*** Opening of EXCERPTED RECORDS ***
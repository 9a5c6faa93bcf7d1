//! 3x3 Matrix type

use std::fmt;
use std::ops::{Index, IndexMut};

use bytemuck::{Pod, Zeroable};
use serde::{Serialize, Deserialize};

use crate::Vec3;

/// 3x3 matrix (column-major)
#[repr(C)]
#[derive(Clone, Copy, Debug, Default, PartialEq, Pod, Zeroable, Serialize, Deserialize)]
pub struct Mat3 {
    cols: [Vec3; 3],
}

impl Mat3 {
    pub const ZERO: Self = Self { cols: [Vec3::ZERO; 3] };

    /// Identity matrix
    pub const IDENTITY: Self = Self { cols: [Vec3::X, Vec3::Y, Vec3::Z] };

    /// Create a matrix from its entries in row-major order
    #[allow(clippy::too_many_arguments)]
    #[inline]
    pub const fn new(
        n00: f32, n01: f32, n02: f32,
        n10: f32, n11: f32, n12: f32,
        n20: f32, n21: f32, n22: f32,
    ) -> Self {
        Self {
            cols: [
                Vec3::new(n00, n10, n20),
                Vec3::new(n01, n11, n21),
                Vec3::new(n02, n12, n22),
            ],
        }
    }

    #[inline]
    pub const fn from_columns(c0: Vec3, c1: Vec3, c2: Vec3) -> Self {
        Self { cols: [c0, c1, c2] }
    }

    /// Diagonal matrix with `d` on the main diagonal
    #[inline]
    pub const fn from_diagonal(d: Vec3) -> Self {
        Self::new(
            d.x, 0.0, 0.0,
            0.0, d.y, 0.0,
            0.0, 0.0, d.z,
        )
    }

    /// True when no entry is infinite or NaN
    #[inline]
    pub fn is_finite(&self) -> bool {
        self.cols.iter().all(|c| c.is_finite())
    }

    /// Element at (`row`, `col`), or `None` when either is out of range
    #[inline]
    pub fn get(&self, row: usize, col: usize) -> Option<f32> {
        self.cols.get(col).and_then(|c| c.get(row))
    }

    /// Column `col` as a vector. Panics if `col >= 3`.
    #[inline]
    pub fn column(&self, col: usize) -> Vec3 {
        self.cols[col]
    }

    /// Row `row` as a vector. Panics if `row >= 3`.
    #[inline]
    pub fn row(&self, row: usize) -> Vec3 {
        Vec3::new(self.cols[0][row], self.cols[1][row], self.cols[2][row])
    }
}

impl Index<(usize, usize)> for Mat3 {
    type Output = f32;
    #[inline]
    fn index(&self, (row, col): (usize, usize)) -> &f32 {
        &self.cols[col][row]
    }
}

impl IndexMut<(usize, usize)> for Mat3 {
    #[inline]
    fn index_mut(&mut self, (row, col): (usize, usize)) -> &mut f32 {
        &mut self.cols[col][row]
    }
}

impl fmt::Display for Mat3 {
    fn fmt(&self, f: &mut fmt::Formatter<'_>) -> fmt::Result {
        for i in 0..3 {
            if i > 0 {
                writeln!(f)?;
            }
            let r = self.row(i);
            write!(f, "[{}, {}, {}]", r.x, r.y, r.z)?;
        }
        Ok(())
    }
}

// Operator overloads

impl std::ops::Mul<Vec3> for Mat3 {
    type Output = Vec3;
    #[inline]
    fn mul(self, v: Vec3) -> Vec3 {
        self.cols[0] * v.x + self.cols[1] * v.y + self.cols[2] * v.z
    }
}

impl std::ops::Mul for Mat3 {
    type Output = Self;
    #[inline]
    fn mul(self, other: Self) -> Self {
        Self::from_columns(
            self * other.cols[0],
            self * other.cols[1],
            self * other.cols[2],
        )
    }
}

impl std::ops::MulAssign for Mat3 {
    #[inline]
    fn mul_assign(&mut self, other: Self) {
        *self = *self * other;
    }
}

impl std::ops::Mul<f32> for Mat3 {
    type Output = Self;
    #[inline]
    fn mul(self, scalar: f32) -> Self {
        Self::from_columns(
            self.cols[0] * scalar,
            self.cols[1] * scalar,
            self.cols[2] * scalar,
        )
    }
}

impl std::ops::Mul<Mat3> for f32 {
    type Output = Mat3;
    #[inline]
    fn mul(self, m: Mat3) -> Mat3 {
        m * self
    }
}

impl std::ops::MulAssign<f32> for Mat3 {
    #[inline]
    fn mul_assign(&mut self, scalar: f32) {
        for c in &mut self.cols {
            *c *= scalar;
        }
    }
}

impl std::ops::Div<f32> for Mat3 {
    type Output = Self;
    #[inline]
    fn div(self, scalar: f32) -> Self {
        Self::from_columns(
            self.cols[0] / scalar,
            self.cols[1] / scalar,
            self.cols[2] / scalar,
        )
    }
}

impl std::ops::Add for Mat3 {
    type Output = Self;
    #[inline]
    fn add(self, other: Self) -> Self {
        Self::from_columns(
            self.cols[0] + other.cols[0],
            self.cols[1] + other.cols[1],
            self.cols[2] + other.cols[2],
        )
    }
}

impl std::ops::Sub for Mat3 {
    type Output = Self;
    #[inline]
    fn sub(self, other: Self) -> Self {
        Self::from_columns(
            self.cols[0] - other.cols[0],
            self.cols[1] - other.cols[1],
            self.cols[2] - other.cols[2],
        )
    }
}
*** Close of EXCERPTED RECORDS ***
If a line in the entries above contains the word "Zeroable", count it, and give only the final number.

## SOLUTION FOR THIS TASK
2